Rubricas Cena 2 - Guerra


Todos de pé, sem necessariamente mirarem-se nos olhos. Os olhos são sempre as últimas partes do corpo a enxergar. Depois que se morre, os olhos sobrevivem um tempo feito bola de bilhar, opacos e fechados, demoram a se corroer e a fissurar. Em morte, demora-se tempo longo até voltar a enxergar. A consciência de quem morre volta sempre através das pontas dos dedos, facilmente carcomidas, pela primeira pele, já exposta e ferida. Eles se erguem, machucados e mortos.

Quando alguém morre, a primeira pergunta que o corpo faz nascer (e talvez seja isso o que cada corpo, ali, inerte, esteja perguntando) é: o que acontece quando a gente vive?
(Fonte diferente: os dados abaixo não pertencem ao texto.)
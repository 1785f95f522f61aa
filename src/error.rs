use axum::http::StatusCode;
use thiserror::Error;

pub type Result<T> = std::result::Result<T, Error>;

#[derive(Error, Debug)]
pub enum Error {
    #[error("Configuration error: {0}")]
    Config(String),

    #[error("Validation error: {0}")]
    Validation(String),

    #[error("Inference error: {0}")]
    Inference(String),

    #[error("Logging error: {0}")]
    Logging(String),

    #[error("Serialization error: {0}")]
    Serialization(#[from] serde_json::Error),

    #[error("YAML error: {0}")]
    Yaml(#[from] serde_yaml::Error),

    #[error("IO error: {0}")]
    Io(#[from] std::io::Error),
}

impl Error {
    pub fn config(msg: impl Into<String>) -> Self {
        Self::Config(msg.into())
    }

    pub fn validation(msg: impl Into<String>) -> Self {
        Self::Validation(msg.into())
    }

    pub fn inference(msg: impl Into<String>) -> Self {
        Self::Inference(msg.into())
    }

    pub fn logging(msg: impl Into<String>) -> Self {
        Self::Logging(msg.into())
    }

    /// HTTP status the facade answers with when this error reaches it.
    pub fn status_code(&self) -> StatusCode {
        match self {
            Self::Validation(_) => StatusCode::BAD_REQUEST,
            _ => StatusCode::INTERNAL_SERVER_ERROR,
        }
    }

    pub fn is_validation(&self) -> bool {
        matches!(self, Self::Validation(_))
    }
}
mod service;
mod task;

pub use service::EmailAssistant;
pub use task::EmailTask;
pub mod assistant;
pub mod config;
pub mod error;
pub mod llm;
pub mod logging;
pub mod server;

pub use error::{Error, Result};
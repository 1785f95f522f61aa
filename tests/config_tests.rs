use inbox_agent::{
    Error,
    config::{self, ApiShape},
};
use pretty_assertions::assert_eq;

mod common;
use common::{
    INVALID_CONFIG_YAML, SAMPLE_CONFIG_YAML, SAMPLE_OPENAI_CONFIG_YAML, create_temp_dir,
    create_test_config_file,
};

#[tokio::test]
async fn test_load_full_config_file() {
    let dir = create_temp_dir();
    let path = create_test_config_file(&dir, SAMPLE_CONFIG_YAML).await.unwrap();

    let config = config::load_from(&path).await.unwrap();

    assert_eq!(config.server.host, "127.0.0.1");
    assert_eq!(config.server.port, 5050);
    assert!(!config.server.cors);
    assert_eq!(config.server.body_limit_bytes, 65536);
    assert_eq!(config.server.logs.level, "debug");
    assert_eq!(config.server.logs.file.as_deref(), Some("email_agents.log"));
    assert_eq!(config.llm.api, ApiShape::Generate);
    assert_eq!(config.llm.model, "mistral");
    assert_eq!(config.llm.timeout_secs, 45);
    assert_eq!(config.llm.temperature, Some(0.5));
    assert_eq!(config.llm.api_key, None);
}

#[tokio::test]
async fn test_load_openai_config_fills_server_defaults() {
    let dir = create_temp_dir();
    let path = create_test_config_file(&dir, SAMPLE_OPENAI_CONFIG_YAML)
        .await
        .unwrap();

    let config = config::load_from(&path).await.unwrap();

    assert_eq!(config.llm.api, ApiShape::Openai);
    assert_eq!(config.llm.api_key.as_deref(), Some("local-key"));
    assert_eq!(config.server.port, 5000);
    assert_eq!(config.server.logs.level, "info");
}

#[tokio::test]
async fn test_missing_file_is_config_error() {
    let dir = create_temp_dir();
    let path = dir.path().join("absent.yaml");

    let err = config::load_from(&path.to_string_lossy()).await.unwrap_err();

    assert!(matches!(err, Error::Config(_)));
    assert!(err.to_string().contains("absent.yaml"));
}

#[tokio::test]
async fn test_invalid_yaml_is_rejected() {
    let dir = create_temp_dir();
    let path = create_test_config_file(&dir, INVALID_CONFIG_YAML).await.unwrap();

    let err = config::load_from(&path).await.unwrap_err();

    assert!(matches!(err, Error::Yaml(_)));
}
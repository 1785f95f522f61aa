pub mod handlers;
pub mod types;

use crate::{
    Result,
    assistant::EmailAssistant,
    config::{Config, ServerConfig},
    llm::create_inference_client,
};
use axum::{
    Router,
    body::Body,
    extract::DefaultBodyLimit,
    http::Request,
    routing::{get, post},
};
use std::{future::Future, sync::Arc};
use tokio::net::TcpListener;
use tower_http::{cors::CorsLayer, trace::TraceLayer};
use tracing::{info, info_span};
use uuid::Uuid;

pub use handlers::AppState;

pub fn router(state: AppState, config: &ServerConfig) -> Router {
    let app = Router::new()
        .route("/summarize", post(handlers::summarize))
        .route("/draft", post(handlers::draft))
        .route("/health", get(handlers::health))
        .layer(DefaultBodyLimit::max(config.body_limit_bytes))
        .layer(
            TraceLayer::new_for_http().make_span_with(|request: &Request<Body>| {
                info_span!(
                    "http_request",
                    method = %request.method(),
                    uri = %request.uri(),
                    request_id = %Uuid::new_v4()
                )
            }),
        )
        .with_state(state);

    if config.cors {
        app.layer(CorsLayer::permissive())
    } else {
        app
    }
}

pub async fn run(config: Config) -> Result<()> {
    let client = create_inference_client(&config.llm)?;
    info!(
        "Using {:?} inference API at {} with model {}",
        config.llm.api, config.llm.base_url, config.llm.model
    );

    let state = AppState {
        assistant: Arc::new(EmailAssistant::new(client)),
    };

    let listener =
        TcpListener::bind((config.server.host.as_str(), config.server.port)).await?;

    serve(listener, state, &config.server, shutdown_signal()).await
}

/// Serves on an already bound listener until `shutdown` resolves, then lets
/// in-flight requests finish.
pub async fn serve<F>(
    listener: TcpListener,
    state: AppState,
    config: &ServerConfig,
    shutdown: F,
) -> Result<()>
where
    F: Future<Output = ()> + Send + 'static,
{
    let app = router(state, config);

    info!("Starting server on {}", listener.local_addr()?);

    axum::serve(listener, app)
        .with_graceful_shutdown(shutdown)
        .await?;

    info!("Server stopped");

    Ok(())
}

async fn shutdown_signal() {
    let ctrl_c = async {
        if let Err(e) = tokio::signal::ctrl_c().await {
            tracing::error!("Failed to listen for Ctrl-C: {}", e);
            std::future::pending::<()>().await;
        }
    };

    #[cfg(unix)]
    let terminate = async {
        match tokio::signal::unix::signal(tokio::signal::unix::SignalKind::terminate()) {
            Ok(mut signal) => {
                signal.recv().await;
            }
            Err(e) => {
                tracing::error!("Failed to listen for SIGTERM: {}", e);
                std::future::pending::<()>().await;
            }
        }
    };

    #[cfg(not(unix))]
    let terminate = std::future::pending::<()>();

    tokio::select! {
        _ = ctrl_c => {},
        _ = terminate => {},
    }

    info!("Shutdown signal received");
}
Paolo senta. Os corpos outros também o fazem. Ele se ergue e se distancia, Manuela arde:

MANUELA
foi por isso que eu escolhi vocês
alunos recém-chegados

A primeira coisa que marca o discurso que sobrevive em cada um é a deliberação. Tudo virou palavra. E após o primeiro encontro ter fim, os corpos mortos podem enfim, lentamente, cada qual a seu tempo, tocar num outro semelhante. Eis que Riane toca em Virgília, toque com proximidade, toque que mistura e cola, toque gelatina.

VIRGÍLIA
oi
riane?
taí?

Talvez, mesmo sem que os olhos tenham certeza se estão vendo ou não, talvez mesmo assim os olhos se busquem e se percam. Elas se procuram. Riane regurgita um arrepio que de tão grande pode apenas se manifestar em melodia. Enquanto ela canta, Virgília volta ao chão, buscando refazer a força da própria ossatura.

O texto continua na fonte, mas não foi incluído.